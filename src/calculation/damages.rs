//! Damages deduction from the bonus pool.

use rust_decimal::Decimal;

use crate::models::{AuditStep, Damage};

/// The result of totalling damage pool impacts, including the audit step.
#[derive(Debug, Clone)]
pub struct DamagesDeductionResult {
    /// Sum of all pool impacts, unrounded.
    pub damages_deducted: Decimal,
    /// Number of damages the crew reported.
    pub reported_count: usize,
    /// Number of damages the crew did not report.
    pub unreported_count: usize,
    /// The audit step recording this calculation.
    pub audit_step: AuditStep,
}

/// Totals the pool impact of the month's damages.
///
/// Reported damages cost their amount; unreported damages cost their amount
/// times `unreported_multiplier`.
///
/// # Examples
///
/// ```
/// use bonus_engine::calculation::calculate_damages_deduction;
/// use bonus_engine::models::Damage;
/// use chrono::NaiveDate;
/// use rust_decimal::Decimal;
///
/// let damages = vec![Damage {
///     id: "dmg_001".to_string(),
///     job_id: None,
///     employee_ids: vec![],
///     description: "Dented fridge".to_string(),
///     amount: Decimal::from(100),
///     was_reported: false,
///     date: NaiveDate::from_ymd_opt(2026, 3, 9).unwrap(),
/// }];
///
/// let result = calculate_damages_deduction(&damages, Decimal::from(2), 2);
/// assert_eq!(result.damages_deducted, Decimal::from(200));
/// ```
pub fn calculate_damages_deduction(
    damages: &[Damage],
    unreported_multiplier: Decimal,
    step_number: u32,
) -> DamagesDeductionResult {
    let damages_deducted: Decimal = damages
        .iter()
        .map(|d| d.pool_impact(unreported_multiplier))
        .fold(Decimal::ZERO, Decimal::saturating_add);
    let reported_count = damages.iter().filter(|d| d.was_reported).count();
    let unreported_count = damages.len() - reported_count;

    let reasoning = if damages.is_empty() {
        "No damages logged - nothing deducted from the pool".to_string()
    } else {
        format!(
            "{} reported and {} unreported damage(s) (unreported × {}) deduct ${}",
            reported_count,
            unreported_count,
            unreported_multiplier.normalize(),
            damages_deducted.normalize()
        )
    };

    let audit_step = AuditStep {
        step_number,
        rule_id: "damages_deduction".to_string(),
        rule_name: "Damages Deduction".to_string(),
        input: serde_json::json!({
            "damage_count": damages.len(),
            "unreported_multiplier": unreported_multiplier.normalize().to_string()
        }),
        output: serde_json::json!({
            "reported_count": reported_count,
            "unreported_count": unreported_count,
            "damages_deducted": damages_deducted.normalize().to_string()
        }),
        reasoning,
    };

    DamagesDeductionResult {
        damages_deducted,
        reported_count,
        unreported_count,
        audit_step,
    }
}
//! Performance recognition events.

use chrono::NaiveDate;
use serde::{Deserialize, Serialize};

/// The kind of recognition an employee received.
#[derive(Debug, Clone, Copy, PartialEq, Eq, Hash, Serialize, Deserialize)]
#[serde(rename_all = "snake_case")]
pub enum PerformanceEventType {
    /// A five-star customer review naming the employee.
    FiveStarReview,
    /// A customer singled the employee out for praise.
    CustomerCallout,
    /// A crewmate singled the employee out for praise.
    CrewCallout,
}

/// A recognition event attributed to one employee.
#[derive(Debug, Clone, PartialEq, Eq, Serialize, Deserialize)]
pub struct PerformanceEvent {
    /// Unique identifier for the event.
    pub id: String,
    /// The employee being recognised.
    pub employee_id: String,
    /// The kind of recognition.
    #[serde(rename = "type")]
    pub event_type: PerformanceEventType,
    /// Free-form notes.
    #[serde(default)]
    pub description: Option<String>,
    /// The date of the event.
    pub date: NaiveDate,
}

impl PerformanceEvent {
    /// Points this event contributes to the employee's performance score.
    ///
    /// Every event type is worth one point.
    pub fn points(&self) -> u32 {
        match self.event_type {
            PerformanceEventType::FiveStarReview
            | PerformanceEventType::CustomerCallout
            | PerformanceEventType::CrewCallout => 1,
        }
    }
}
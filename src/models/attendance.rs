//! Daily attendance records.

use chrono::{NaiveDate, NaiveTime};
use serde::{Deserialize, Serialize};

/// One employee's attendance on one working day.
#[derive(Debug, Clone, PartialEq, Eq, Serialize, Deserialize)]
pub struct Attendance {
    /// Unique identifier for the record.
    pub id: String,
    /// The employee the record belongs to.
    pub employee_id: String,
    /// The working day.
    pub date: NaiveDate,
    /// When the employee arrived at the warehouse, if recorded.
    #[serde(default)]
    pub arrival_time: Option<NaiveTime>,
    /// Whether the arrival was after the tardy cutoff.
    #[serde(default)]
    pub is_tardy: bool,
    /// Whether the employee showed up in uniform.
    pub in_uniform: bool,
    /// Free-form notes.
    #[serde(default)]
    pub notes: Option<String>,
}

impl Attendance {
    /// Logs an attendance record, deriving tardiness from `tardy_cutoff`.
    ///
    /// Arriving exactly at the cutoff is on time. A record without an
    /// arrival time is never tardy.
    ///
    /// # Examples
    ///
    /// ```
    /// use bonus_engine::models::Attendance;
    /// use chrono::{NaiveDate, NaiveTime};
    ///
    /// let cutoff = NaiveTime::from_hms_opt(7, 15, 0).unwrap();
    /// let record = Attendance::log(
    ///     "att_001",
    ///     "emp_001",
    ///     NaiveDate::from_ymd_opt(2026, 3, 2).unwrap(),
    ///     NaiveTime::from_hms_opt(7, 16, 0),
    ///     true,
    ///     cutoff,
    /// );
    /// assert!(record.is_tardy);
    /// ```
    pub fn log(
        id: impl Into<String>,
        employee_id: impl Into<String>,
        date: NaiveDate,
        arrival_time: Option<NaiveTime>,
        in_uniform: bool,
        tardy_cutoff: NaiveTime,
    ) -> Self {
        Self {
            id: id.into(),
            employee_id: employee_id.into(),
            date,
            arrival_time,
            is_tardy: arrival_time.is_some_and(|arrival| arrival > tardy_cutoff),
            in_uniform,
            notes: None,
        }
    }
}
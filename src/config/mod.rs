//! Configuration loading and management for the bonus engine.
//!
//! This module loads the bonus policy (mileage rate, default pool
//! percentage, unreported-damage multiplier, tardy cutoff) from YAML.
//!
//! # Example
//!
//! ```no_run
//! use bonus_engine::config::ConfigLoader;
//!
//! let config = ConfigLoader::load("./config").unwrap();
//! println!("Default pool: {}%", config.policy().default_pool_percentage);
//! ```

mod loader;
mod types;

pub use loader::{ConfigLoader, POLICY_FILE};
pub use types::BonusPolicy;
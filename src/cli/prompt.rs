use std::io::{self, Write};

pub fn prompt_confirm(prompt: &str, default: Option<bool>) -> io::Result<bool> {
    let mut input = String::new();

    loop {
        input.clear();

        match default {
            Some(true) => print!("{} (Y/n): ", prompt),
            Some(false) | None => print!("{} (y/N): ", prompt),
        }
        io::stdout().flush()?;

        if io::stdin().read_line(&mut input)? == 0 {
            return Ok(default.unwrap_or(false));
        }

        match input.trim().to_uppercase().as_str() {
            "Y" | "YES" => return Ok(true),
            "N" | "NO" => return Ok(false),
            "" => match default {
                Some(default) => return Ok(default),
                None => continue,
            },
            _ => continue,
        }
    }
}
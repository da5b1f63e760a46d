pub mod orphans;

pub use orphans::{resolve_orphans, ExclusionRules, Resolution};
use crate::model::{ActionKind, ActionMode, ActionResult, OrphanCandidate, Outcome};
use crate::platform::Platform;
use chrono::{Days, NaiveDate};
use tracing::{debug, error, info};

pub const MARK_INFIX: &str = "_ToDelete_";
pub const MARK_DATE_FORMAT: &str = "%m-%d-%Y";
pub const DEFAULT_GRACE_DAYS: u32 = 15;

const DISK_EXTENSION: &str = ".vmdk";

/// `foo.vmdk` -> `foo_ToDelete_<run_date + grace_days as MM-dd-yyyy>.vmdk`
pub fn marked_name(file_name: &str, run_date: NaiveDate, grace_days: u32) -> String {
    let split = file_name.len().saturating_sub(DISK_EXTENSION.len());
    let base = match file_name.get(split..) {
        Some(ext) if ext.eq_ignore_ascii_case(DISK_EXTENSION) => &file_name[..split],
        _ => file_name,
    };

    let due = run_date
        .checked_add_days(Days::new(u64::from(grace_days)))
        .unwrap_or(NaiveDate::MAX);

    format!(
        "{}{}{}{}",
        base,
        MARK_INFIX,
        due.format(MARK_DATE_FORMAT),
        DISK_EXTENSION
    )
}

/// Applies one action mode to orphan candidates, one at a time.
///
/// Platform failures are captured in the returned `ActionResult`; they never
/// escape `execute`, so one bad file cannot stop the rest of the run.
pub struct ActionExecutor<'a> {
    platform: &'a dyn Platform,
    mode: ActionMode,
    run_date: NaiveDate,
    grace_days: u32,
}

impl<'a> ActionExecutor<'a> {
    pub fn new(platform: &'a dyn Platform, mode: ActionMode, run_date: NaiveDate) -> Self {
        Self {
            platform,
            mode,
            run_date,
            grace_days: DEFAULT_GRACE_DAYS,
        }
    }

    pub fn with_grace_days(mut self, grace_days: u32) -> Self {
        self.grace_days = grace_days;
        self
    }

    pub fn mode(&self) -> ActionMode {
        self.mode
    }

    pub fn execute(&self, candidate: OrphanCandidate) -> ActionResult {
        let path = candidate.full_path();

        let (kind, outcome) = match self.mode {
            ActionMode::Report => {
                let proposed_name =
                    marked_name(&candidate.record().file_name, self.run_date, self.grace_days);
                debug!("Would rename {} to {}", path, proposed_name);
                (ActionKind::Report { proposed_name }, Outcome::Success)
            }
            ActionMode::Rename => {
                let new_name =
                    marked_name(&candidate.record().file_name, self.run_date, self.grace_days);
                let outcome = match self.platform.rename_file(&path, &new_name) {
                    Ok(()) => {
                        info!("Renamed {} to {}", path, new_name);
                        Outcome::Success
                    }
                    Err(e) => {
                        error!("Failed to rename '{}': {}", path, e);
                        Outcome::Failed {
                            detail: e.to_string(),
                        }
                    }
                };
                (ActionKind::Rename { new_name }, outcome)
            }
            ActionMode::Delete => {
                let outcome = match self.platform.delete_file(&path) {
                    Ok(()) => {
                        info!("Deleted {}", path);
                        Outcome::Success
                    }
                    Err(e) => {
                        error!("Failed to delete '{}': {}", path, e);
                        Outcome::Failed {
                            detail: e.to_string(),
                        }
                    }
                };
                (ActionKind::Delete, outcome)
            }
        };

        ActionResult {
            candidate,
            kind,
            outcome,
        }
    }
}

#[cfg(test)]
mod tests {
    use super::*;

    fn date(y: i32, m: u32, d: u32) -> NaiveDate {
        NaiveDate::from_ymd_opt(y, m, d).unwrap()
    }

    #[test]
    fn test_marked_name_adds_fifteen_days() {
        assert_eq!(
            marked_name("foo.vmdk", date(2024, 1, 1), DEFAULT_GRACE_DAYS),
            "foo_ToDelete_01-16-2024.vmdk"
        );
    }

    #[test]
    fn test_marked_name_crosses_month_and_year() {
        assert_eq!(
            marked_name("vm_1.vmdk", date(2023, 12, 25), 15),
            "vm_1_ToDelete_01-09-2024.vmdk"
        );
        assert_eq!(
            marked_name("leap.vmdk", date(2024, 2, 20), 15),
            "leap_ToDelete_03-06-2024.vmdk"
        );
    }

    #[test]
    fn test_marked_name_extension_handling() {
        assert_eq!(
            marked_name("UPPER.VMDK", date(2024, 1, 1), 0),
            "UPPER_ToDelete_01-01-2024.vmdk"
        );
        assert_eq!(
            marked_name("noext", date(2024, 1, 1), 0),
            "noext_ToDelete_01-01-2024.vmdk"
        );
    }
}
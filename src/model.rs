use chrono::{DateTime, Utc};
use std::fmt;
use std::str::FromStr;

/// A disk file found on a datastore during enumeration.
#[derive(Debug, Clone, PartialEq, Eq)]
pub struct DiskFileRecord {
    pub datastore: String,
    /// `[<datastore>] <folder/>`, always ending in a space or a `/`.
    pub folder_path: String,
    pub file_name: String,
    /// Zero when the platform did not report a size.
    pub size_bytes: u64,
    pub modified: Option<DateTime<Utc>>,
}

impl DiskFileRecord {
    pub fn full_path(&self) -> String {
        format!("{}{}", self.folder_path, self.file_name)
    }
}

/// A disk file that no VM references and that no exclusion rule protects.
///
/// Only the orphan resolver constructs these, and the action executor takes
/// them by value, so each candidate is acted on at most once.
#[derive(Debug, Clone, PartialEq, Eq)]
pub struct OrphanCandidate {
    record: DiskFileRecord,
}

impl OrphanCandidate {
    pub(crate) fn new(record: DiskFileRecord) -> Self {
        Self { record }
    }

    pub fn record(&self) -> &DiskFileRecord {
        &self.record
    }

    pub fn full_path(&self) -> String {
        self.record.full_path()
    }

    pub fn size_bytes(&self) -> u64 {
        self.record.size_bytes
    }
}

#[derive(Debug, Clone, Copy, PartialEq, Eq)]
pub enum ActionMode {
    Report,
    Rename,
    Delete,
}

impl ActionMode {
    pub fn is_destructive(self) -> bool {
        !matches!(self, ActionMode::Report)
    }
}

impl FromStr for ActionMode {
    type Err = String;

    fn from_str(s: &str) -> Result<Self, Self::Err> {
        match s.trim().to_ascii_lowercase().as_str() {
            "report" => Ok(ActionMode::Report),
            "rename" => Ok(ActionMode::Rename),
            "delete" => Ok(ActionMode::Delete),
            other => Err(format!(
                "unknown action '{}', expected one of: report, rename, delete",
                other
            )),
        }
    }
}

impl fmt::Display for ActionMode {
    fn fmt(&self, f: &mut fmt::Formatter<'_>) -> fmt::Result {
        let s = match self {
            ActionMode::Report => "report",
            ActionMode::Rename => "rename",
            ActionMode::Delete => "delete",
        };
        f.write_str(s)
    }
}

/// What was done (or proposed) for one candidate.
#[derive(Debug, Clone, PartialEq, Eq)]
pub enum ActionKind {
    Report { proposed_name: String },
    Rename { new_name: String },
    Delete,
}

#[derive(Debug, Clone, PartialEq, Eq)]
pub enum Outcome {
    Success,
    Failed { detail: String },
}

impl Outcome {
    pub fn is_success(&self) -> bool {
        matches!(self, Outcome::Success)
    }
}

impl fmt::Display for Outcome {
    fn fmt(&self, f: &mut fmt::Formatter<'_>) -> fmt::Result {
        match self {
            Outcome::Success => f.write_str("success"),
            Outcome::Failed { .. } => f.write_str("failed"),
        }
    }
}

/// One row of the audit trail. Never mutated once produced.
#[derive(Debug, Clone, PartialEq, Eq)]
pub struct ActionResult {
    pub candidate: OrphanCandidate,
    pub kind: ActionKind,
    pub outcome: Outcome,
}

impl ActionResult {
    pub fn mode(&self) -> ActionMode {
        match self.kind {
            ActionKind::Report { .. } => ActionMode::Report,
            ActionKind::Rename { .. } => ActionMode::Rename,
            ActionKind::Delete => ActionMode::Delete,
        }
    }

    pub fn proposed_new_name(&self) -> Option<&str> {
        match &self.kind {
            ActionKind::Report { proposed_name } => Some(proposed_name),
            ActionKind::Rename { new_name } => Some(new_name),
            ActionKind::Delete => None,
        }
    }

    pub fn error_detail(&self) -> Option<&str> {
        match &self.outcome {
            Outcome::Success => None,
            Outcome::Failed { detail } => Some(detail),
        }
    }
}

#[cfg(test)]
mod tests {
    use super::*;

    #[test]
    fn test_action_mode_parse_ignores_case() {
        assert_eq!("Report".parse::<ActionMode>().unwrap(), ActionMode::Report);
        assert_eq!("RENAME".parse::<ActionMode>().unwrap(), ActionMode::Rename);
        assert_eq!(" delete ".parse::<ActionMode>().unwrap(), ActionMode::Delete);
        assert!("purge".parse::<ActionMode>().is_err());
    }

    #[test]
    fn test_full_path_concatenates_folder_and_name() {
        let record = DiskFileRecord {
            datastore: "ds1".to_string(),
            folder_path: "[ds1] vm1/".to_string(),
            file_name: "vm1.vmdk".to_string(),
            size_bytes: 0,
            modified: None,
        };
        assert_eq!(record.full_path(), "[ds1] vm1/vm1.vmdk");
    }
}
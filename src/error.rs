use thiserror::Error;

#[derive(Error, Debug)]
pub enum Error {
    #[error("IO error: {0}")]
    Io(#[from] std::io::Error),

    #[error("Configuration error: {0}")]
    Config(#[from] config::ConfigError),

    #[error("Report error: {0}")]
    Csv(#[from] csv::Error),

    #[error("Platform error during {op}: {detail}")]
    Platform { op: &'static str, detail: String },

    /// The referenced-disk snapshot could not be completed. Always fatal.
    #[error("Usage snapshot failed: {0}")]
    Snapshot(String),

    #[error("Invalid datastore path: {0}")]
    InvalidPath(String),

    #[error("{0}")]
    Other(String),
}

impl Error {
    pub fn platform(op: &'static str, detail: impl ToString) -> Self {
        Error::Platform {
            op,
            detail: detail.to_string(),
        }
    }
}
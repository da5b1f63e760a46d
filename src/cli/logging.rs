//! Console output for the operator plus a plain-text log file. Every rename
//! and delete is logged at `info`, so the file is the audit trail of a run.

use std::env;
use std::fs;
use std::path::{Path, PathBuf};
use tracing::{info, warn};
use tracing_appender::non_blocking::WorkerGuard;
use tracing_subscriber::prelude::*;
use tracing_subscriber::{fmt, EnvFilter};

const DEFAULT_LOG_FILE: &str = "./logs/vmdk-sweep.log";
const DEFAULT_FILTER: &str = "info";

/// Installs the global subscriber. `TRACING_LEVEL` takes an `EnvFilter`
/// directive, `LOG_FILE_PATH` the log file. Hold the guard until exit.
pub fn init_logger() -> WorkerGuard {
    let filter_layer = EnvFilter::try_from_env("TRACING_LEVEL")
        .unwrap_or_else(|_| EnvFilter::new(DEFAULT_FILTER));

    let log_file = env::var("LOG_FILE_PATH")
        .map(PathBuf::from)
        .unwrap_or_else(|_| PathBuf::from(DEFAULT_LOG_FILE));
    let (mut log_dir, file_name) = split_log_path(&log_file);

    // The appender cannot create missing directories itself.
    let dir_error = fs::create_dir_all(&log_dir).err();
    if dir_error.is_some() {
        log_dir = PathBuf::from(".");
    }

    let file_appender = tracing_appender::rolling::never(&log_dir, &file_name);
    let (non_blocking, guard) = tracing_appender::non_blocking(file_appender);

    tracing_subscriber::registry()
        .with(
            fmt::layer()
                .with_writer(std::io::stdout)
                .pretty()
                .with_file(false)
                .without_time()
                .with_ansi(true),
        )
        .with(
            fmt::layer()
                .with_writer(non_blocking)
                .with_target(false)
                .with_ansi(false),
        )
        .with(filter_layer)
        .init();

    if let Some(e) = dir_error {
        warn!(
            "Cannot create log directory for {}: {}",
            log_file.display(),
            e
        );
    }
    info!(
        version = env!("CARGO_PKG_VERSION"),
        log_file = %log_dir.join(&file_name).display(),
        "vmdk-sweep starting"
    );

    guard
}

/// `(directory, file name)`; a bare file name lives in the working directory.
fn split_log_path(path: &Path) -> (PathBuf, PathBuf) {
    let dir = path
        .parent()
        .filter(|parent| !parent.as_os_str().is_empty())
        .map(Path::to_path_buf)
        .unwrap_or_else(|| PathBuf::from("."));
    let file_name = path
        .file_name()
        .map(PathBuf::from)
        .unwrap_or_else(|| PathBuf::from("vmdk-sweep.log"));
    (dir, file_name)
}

○ ○ ○ ○ ○

**EXERCISE INSTRUCTIONS**
Report every line of the preceding listing where the string "Option" occurs.

**ANSWER SPACE**
    pub description: Option<String>,
    pub arrival_time: Option<NaiveTime>,
    pub notes: Option<String>,
        arrival_time: Option<NaiveTime>,
pub fn prompt_confirm(prompt: &str, default: Option<bool>) -> io::Result<bool> {
    pub modified: Option<DateTime<Utc>>,
    pub fn proposed_new_name(&self) -> Option<&str> {
    pub fn error_detail(&self) -> Option<&str> {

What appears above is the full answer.